Bills fans donated hundreds of thousands of dollars to Oishei Children’s Hospital after hearing quarterback Josh Allen’s grandmother, Patricia Allen, passed away in September. Donations have now exceeded one million dollars after one fan Monday donated $217,000.
Sue McCollum, who now lives in Saint Louis, donated to the Patricia Allen Fund at Oishei Children's Hospital in Buffalo.

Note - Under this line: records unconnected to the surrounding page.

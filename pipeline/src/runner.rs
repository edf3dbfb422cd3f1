use crate::filter::{scan_eligible, EligibilityCriteria};
use crate::processor::{PostOutcome, PostProcessor};
use crate::summary::{FailureRecord, RunCounts, RunSummary};
use analyzer_core::{
    CoreError, Credentials, EnvSecretStore, ErrorExt, FileSecretStore, RunConfig,
};
use llm_interface::{AnthropicProvider, ModelProvider};
use reddit_client::{ForumClient, RedditClient, RedditClientConfig};
use std::time::Instant;
use storage::{Ledger, LocalParquetWriter, RecordWriter, SqliteLedger};
use tracing::{error, info, warn};

/// Running totals for one run.
#[derive(Debug, Default)]
struct RunTally {
    counts: RunCounts,
    failures: Vec<FailureRecord>,
}

impl RunTally {
    fn record(&mut self, outcome: PostOutcome) {
        match outcome {
            PostOutcome::Processed => self.counts.processed += 1,
            PostOutcome::SkippedDuplicate => self.counts.skipped_duplicates += 1,
            PostOutcome::Failed(failure) => {
                self.counts.failed += 1;
                self.failures.push(failure);
            }
        }
    }
}

/// Fetches credentials, builds the real clients and runs once. Any failure
/// while setting up is fatal.
pub async fn run(config: &RunConfig) -> RunSummary {
    let started = Instant::now();
    config.log_summary();

    let credentials = match fetch_credentials(config).await {
        Ok(credentials) => credentials,
        Err(e) => return setup_failure("Failed to load credentials", &e, started),
    };

    let forum = match RedditClient::new(RedditClientConfig::from_credentials(&credentials)) {
        Ok(client) => client,
        Err(e) => return setup_failure("Failed to create forum client", &e, started),
    };

    let model = match AnthropicProvider::new(
        credentials.model_api_key.clone(),
        config.model_id.clone(),
    ) {
        Ok(provider) => provider.with_base_url(config.model_api_base_url.clone()),
        Err(e) => return setup_failure("Failed to create model client", &e, started),
    };

    let ledger = match SqliteLedger::connect(&config.ledger_database_url).await {
        Ok(ledger) => ledger,
        Err(e) => return setup_failure("Failed to open ledger", &e, started),
    };

    let writer = LocalParquetWriter::new(config.output_location.clone());

    run_with(config, &forum, &model, &writer, &ledger).await
}

async fn fetch_credentials(config: &RunConfig) -> Result<Credentials, CoreError> {
    match &config.secrets_dir {
        Some(dir) => Credentials::fetch(&FileSecretStore::new(dir.clone()), &config.secret_name).await,
        None => Credentials::fetch(&EnvSecretStore::new(), &config.secret_name).await,
    }
}

fn setup_failure(context: &str, error: &CoreError, started: Instant) -> RunSummary {
    error.log_error();
    RunSummary::fatal(
        format!("{}: {}", context, error.failure_reason()),
        RunCounts::default(),
        started.elapsed(),
    )
}

/// Scans for eligible posts and processes each one in order.
pub async fn run_with<F, M, W, L>(
    config: &RunConfig,
    forum: &F,
    model: &M,
    writer: &W,
    ledger: &L,
) -> RunSummary
where
    F: ForumClient,
    M: ModelProvider,
    W: RecordWriter,
    L: Ledger,
{
    let started = Instant::now();
    let criteria = EligibilityCriteria {
        target: config.post_limit,
        scan_budget: config.new_post_check_limit,
        min_comments: config.min_comments_to_process,
    };

    info!(
        "Fetching up to {} new posts from r/{} to find {} with >= {} comments",
        criteria.scan_budget, config.subreddit, criteria.target, criteria.min_comments
    );
    let posts = forum.new_posts(&config.subreddit, criteria.scan_budget);
    let scan = scan_eligible(posts, criteria).await;

    let mut tally = RunTally::default();
    tally.counts.scanned = scan.scanned;
    tally.counts.eligible = scan.eligible.len();
    tally.counts.skipped_low_comments = scan.skipped_low_comments;

    if scan.is_fatal() {
        let reason = scan
            .fetch_error
            .as_ref()
            .map(|e| e.failure_reason())
            .unwrap_or_default();
        error!("No eligible posts could be gathered: {}", reason);
        return RunSummary::fatal(
            format!("Failed to fetch posts from r/{}: {}", config.subreddit, reason),
            tally.counts,
            started.elapsed(),
        );
    }
    if let Some(e) = &scan.fetch_error {
        warn!(
            "Continuing with {} eligible posts gathered before the listing failed: {}",
            scan.eligible.len(),
            e
        );
    }

    if scan.eligible.is_empty() {
        let mut summary = RunSummary::completed(
            tally.counts,
            Vec::new(),
            started.elapsed(),
            criteria.min_comments,
            criteria.target,
        );
        summary.message = format!(
            "No new posts found meeting criteria (>= {} comments) after checking {} posts.",
            criteria.min_comments, scan.scanned
        );
        return summary;
    }

    let processor = PostProcessor::new(config, forum, model, writer, ledger);
    for post in &scan.eligible {
        tally.record(processor.process(post).await);
    }

    RunSummary::completed(
        tally.counts,
        tally.failures,
        started.elapsed(),
        criteria.min_comments,
        criteria.target,
    )
}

McCollum, who grew up in Amherst, is a die-hard Bills fan who made her donation in memory of her parents, Frederick D. and Joan R. McCollum, who were also Bills fans and lovers of Western New York. McCollum noted her appreciation of the Bills Mafia fan base that started the donations to Oishei Children's Hospital, following the death of quarterback Josh Allen's grandmother Patricia Allen in the fall. McCollum's great-nephew receives care at the hospital monthly to get infusions for a rare autoimmune disease.
Bills fans have made a habit the past few years of donating to charities for a variety of reasons.
When former Cincinnati Bengals quarterback Andy Dalton threw a TD pass to end the BIlls 17-year playoff drought, over $400,000 was raised for his charity. When a Baltimore sports radio host called Buffalo a city of losers last January, they raised over $7,000 to the Alzheimer's Association in his name, since his mother suffered from the disease.
And Monday, after months of raising money in the name of Buffalo quarterback Josh Allen’s late grandmother, McCollum's donation pushed the number over $1 million.
McCollum is the owner and CEO of two Anheuser-Busch distributors in South Florida. According to McCollum’s niece, McCollum wanted to get involved when donations started coming in.
It started with $17 dollar increments, Josh Allen’s number, in September. By November, the total had reached $700,000 and Oishei Children’s Hospital had established an official Patricia Allen fund.
In a statement, the hospital says the fund will allow for ongoing support to the pediatric critical care team at OCH who provide life-saving care to pediatric patients.